Why the Last Mile should be Public

By Michael M. Roberts

Sequence: Volume 30, Number 6


Release Date: November/December 1995

As Congress struggles to put the finishing touches on its telecommunications deregulation bill, the chief result of which will be to complete the dismantling of 75 years of communications regulation, there remain some loose ends. One of the most important is how the fabled information superhighway is going to get from its major interchanges to our homes.

On the surface, the problem seems to be a straightforward engineering challenge: Connect approximately 100 million homes to a network of high-speed fiber optic links that have already been installed by private industry. The experts mostly agree that doing this with sufficient capacity to provide for two-way interactive connections for applications such as the Internet, digital television and "smart home" services will cost $500 to $1,000 per home, which translates into a national budget of $50-$100 billion. Sounds like a big number, but written off over 10 to 20 years it doesn't even compete with the typical family's budget for pet food.

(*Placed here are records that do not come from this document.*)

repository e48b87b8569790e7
//! Load generator for the shakesapp search service.
//!
//! This crate provides tools to:
//! - Generate `?q=<term>` requests from a fixed vocabulary
//! - Run a fixed pool of virtual users for a bounded duration
//! - Count how often each term was requested
//! - Output results in multiple formats (console, JSON, CSV)

pub mod config;
pub mod counter;
pub mod error;
pub mod generator;
pub mod metrics;
pub mod report;
pub mod runner;
pub mod transport;
pub mod user;

pub use config::TestConfig;
pub use counter::UsageCounter;
pub use error::{ConfigError, RequestFailure};
pub use generator::{generate, RequestDescriptor, RequestGenerator};
pub use metrics::{AggregateReport, MetricsCollector};
pub use report::ResultsReport;
pub use runner::LoadRunner;
pub use transport::{HttpTransport, Response, Transport, TransportFactory};
pub use user::VirtualUser;
//! Request URL generation.

use crate::error::ConfigError;
use rand::Rng;
use url::Url;

/// Name of the query parameter carrying the term.
pub const QUERY_PARAM: &str = "q";

/// A single request to issue: the chosen term and the URL carrying it.
#[derive(Debug, Clone, PartialEq, Eq)]
pub struct RequestDescriptor {
    pub term: String,
    pub url: Url,
}

/// Builds `<endpoint>?q=<term>` requests from a fixed vocabulary.
///
/// Construction validates the vocabulary and endpoint once, so
/// [`RequestGenerator::generate`] cannot fail.
#[derive(Debug, Clone)]
pub struct RequestGenerator {
    vocabulary: Vec<String>,
    endpoint: Url,
}

impl RequestGenerator {
    /// Create a generator for the given vocabulary and base endpoint.
    pub fn new(vocabulary: &[String], endpoint: &str) -> Result<Self, ConfigError> {
        if vocabulary.is_empty() {
            return Err(ConfigError::EmptyVocabulary);
        }
        let endpoint = parse_endpoint(endpoint)?;

        Ok(Self {
            vocabulary: vocabulary.to_vec(),
            endpoint,
        })
    }

    /// Pick a term uniformly at random and build its request URL.
    pub fn generate<R: Rng + ?Sized>(&self, rng: &mut R) -> RequestDescriptor {
        let idx = rng.gen_range(0..self.vocabulary.len());
        let term = self.vocabulary[idx].clone();

        let mut url = self.endpoint.clone();
        url.query_pairs_mut().append_pair(QUERY_PARAM, &term);

        RequestDescriptor { term, url }
    }

    pub fn vocabulary(&self) -> &[String] {
        &self.vocabulary
    }

    pub fn endpoint(&self) -> &Url {
        &self.endpoint
    }
}

/// One-shot form of [`RequestGenerator::generate`] that validates its inputs.
pub fn generate<R: Rng + ?Sized>(
    vocabulary: &[String],
    endpoint: &str,
    rng: &mut R,
) -> Result<RequestDescriptor, ConfigError> {
    Ok(RequestGenerator::new(vocabulary, endpoint)?.generate(rng))
}

/// Read the term back out of a generated URL.
pub fn decode_term(url: &Url) -> Option<String> {
    url.query_pairs()
        .find(|(key, _)| key == QUERY_PARAM)
        .map(|(_, value)| value.into_owned())
}

fn parse_endpoint(endpoint: &str) -> Result<Url, ConfigError> {
    let invalid = |reason: String| ConfigError::InvalidEndpoint {
        endpoint: endpoint.to_string(),
        reason,
    };

    let mut url = Url::parse(endpoint).map_err(|e| invalid(e.to_string()))?;
    if !matches!(url.scheme(), "http" | "https") {
        return Err(invalid(format!("unsupported scheme '{}'", url.scheme())));
    }
    if url.host_str().is_none() {
        return Err(invalid("missing host".to_string()));
    }

    // An existing q pair would shadow the generated one.
    let retained: Vec<(String, String)> = url
        .query_pairs()
        .filter(|(key, _)| key != QUERY_PARAM)
        .map(|(k, v)| (k.into_owned(), v.into_owned()))
        .collect();
    if retained.is_empty() {
        url.set_query(None);
    } else {
        url.query_pairs_mut().clear().extend_pairs(retained);
    }
    url.set_fragment(None);

    Ok(url)
}
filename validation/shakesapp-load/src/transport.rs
//! HTTP transport used by virtual users.

use crate::config::TestConfig;
use crate::error::RequestFailure;
use async_trait::async_trait;
use reqwest::header::{HeaderMap, HeaderValue, CONNECTION};
use std::sync::Arc;
use url::Url;

/// What the load generator keeps from a completed response.
#[derive(Debug, Clone, Copy, PartialEq, Eq)]
pub struct Response {
    pub status: u16,
    pub bytes: usize,
}

/// Issues a single GET. Non-2xx statuses are failures.
#[async_trait]
pub trait Transport: Send + Sync {
    async fn get(&self, url: &Url) -> Result<Response, RequestFailure>;
}

/// Builds one transport per virtual user.
///
/// An error here is a startup failure for that user only.
pub trait TransportFactory: Send + Sync {
    fn create(&self, user_id: usize) -> anyhow::Result<Arc<dyn Transport>>;
}

/// `reqwest`-backed transport.
pub struct HttpTransport {
    client: reqwest::Client,
}

impl HttpTransport {
    /// Create a client honoring the configured timeout and reuse policy.
    ///
    /// With reuse disabled no idle connection is kept and every request asks
    /// the server to close, so each GET dials a fresh connection.
    pub fn new(config: &TestConfig) -> anyhow::Result<Self> {
        let mut builder = reqwest::Client::builder().timeout(config.request_timeout());

        if config.reuse_connections {
            builder = builder.pool_max_idle_per_host(1);
        } else {
            let mut headers = HeaderMap::new();
            headers.insert(CONNECTION, HeaderValue::from_static("close"));
            builder = builder.pool_max_idle_per_host(0).default_headers(headers);
        }

        Ok(Self {
            client: builder.build()?,
        })
    }
}

#[async_trait]
impl Transport for HttpTransport {
    async fn get(&self, url: &Url) -> Result<Response, RequestFailure> {
        let response = self.client.get(url.clone()).send().await?;
        let status = response.status();

        // Drain the body so a pooled connection can be reused. A body cut
        // short by a reset or timeout fails the request.
        let bytes = response.bytes().await?.len();

        if !status.is_success() {
            return Err(RequestFailure::Status(status.as_u16()));
        }
        Ok(Response {
            status: status.as_u16(),
            bytes,
        })
    }
}

/// Default factory: a fresh [`HttpTransport`] per user.
pub struct HttpTransportFactory {
    config: TestConfig,
}

impl HttpTransportFactory {
    pub fn new(config: TestConfig) -> Self {
        Self { config }
    }
}

impl TransportFactory for HttpTransportFactory {
    fn create(&self, _user_id: usize) -> anyhow::Result<Arc<dyn Transport>> {
        Ok(Arc::new(HttpTransport::new(&self.config)?))
    }
}
use crate::shared::frame::Frame;

pub type PreviewError = Box<dyn std::error::Error + Send + Sync>;

/// Mirrors written frames somewhere a human can look at them.
///
/// Preview runs on the producer's thread and is independent of encoding:
/// a failing preview never fails the session.
pub trait FramePreview: Send {
    fn show(&mut self, frame: &Frame) -> Result<(), PreviewError>;

    fn close(&mut self) {}
}
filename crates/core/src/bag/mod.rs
pub mod domain;
pub mod infrastructure;
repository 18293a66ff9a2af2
pub mod encode_error;
pub mod encoder_catalog;
pub mod frame_preview;
pub mod frame_sink;
pub mod video_writer;
use std::path::{Path, PathBuf};

use crate::bag::domain::bag_error::BagError;
use crate::bag::domain::bag_reader::BagReader;
use crate::bag::infrastructure::bag_discovery::discover_bags;
use crate::bag::infrastructure::sqlite_bag_reader::SqliteBagReader;
use crate::pipeline::decode_video_use_case::{DecodeReport, DecodeVideoUseCase};
use crate::pipeline::pipeline_error::PipelineError;

pub type ReaderOpener = Box<dyn Fn(&Path) -> Result<Box<dyn BagReader>, BagError>>;

/// Outcome of converting every bag under a root.
#[derive(Debug, Default)]
pub struct BatchReport {
    pub reports: Vec<DecodeReport>,
    /// Bags whose every topic was written or skipped.
    pub succeeded: usize,
    /// Bags that could not be read, or with at least one failed topic.
    pub failed: usize,
    pub failures: Vec<(PathBuf, String)>,
}

/// Discovers bags under a root and converts them one at a time.
///
/// One bag failing is logged and counted; the batch carries on.
pub struct BatchConvertUseCase {
    decoder: DecodeVideoUseCase,
    open_reader: ReaderOpener,
}

impl BatchConvertUseCase {
    pub fn new(decoder: DecodeVideoUseCase, open_reader: ReaderOpener) -> Self {
        Self {
            decoder,
            open_reader,
        }
    }

    /// Reads bags from their sqlite3 storage.
    pub fn with_sqlite(decoder: DecodeVideoUseCase) -> Self {
        Self::new(
            decoder,
            Box::new(|path| Ok(Box::new(SqliteBagReader::open(path)?) as Box<dyn BagReader>)),
        )
    }

    pub fn execute(&mut self, root: &Path) -> BatchReport {
        let mut batch = BatchReport::default();
        let bags = discover_bags(root);
        if bags.is_empty() {
            self.decoder.logger_mut().info("No bag files found.");
            return batch;
        }

        for (i, bag) in bags.iter().enumerate() {
            self.decoder.logger_mut().info(&format!(
                "Processing bag file [{}/{}]: {}",
                i + 1,
                bags.len(),
                bag.display()
            ));
            match self.convert(bag) {
                Ok(report) => {
                    if report.failed() == 0 {
                        batch.succeeded += 1;
                    } else {
                        batch.failed += 1;
                        batch.failures.push((
                            bag.clone(),
                            format!("{} topic(s) failed", report.failed()),
                        ));
                    }
                    batch.reports.push(report);
                }
                Err(e) => {
                    log::error!("{}: {e}", bag.display());
                    batch.failed += 1;
                    batch.failures.push((bag.clone(), e.to_string()));
                }
            }
        }

        self.decoder.logger().summary();
        log::info!(
            "Converted {} of {} bag(s), {} failed",
            batch.succeeded,
            bags.len(),
            batch.failed
        );
        batch
    }

    fn convert(&mut self, bag: &Path) -> Result<DecodeReport, PipelineError> {
        let reader = (self.open_reader)(bag)?;
        self.decoder.execute(reader.as_ref())
    }
}
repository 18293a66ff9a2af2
pub mod bag_error;
pub mod bag_reader;
pub mod image_message;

Unfortunately, the apparent simplicity of this description masks a number of tricky issues. For instance, we would like all citizens to have easy and affordable access to Information Age technology. Using a computer on the Web will be as important to education and job qualification in the next century as the telephone and broadcast television have been in this century. But what about the citizens who can't afford the cost of connecting, which might be the case in 10 to 20 percent of American homes? New subsidies are politically out of favor these days. And the about-to-be deregulated communications companies don't see this as their problem either.

A second issue involves creating and maintaining an electronic highway that is open to all service providers. Nearly everyone agrees with this goal, but the system we are now deregulating has been equivalent to a series of toll roads. In return for the regulated and subsidized telephone lines into our homes, we have had the privilege of buying all the rest of our voice needs from one monopoly provider who set all the technical standards. The same situation has prevailed with the cable companies. It is not realistic to expect the fiercely competitive deregulated carriers to easily agree among themselves on technical standards that keep the digital highway open to every kind of traffic.

Some compromise of goals is needed to achieve a workable plan for the last mile that all of us can support. The original compromise, which was creation of a private but regulated monopoly telephone system, ended up satisfying neither public nor private expectations. Today we have the power of digital technology to help reshape the balance between public and private goals for a national communications system. And we have a familiar model within which new technology can be applied, the local public road system.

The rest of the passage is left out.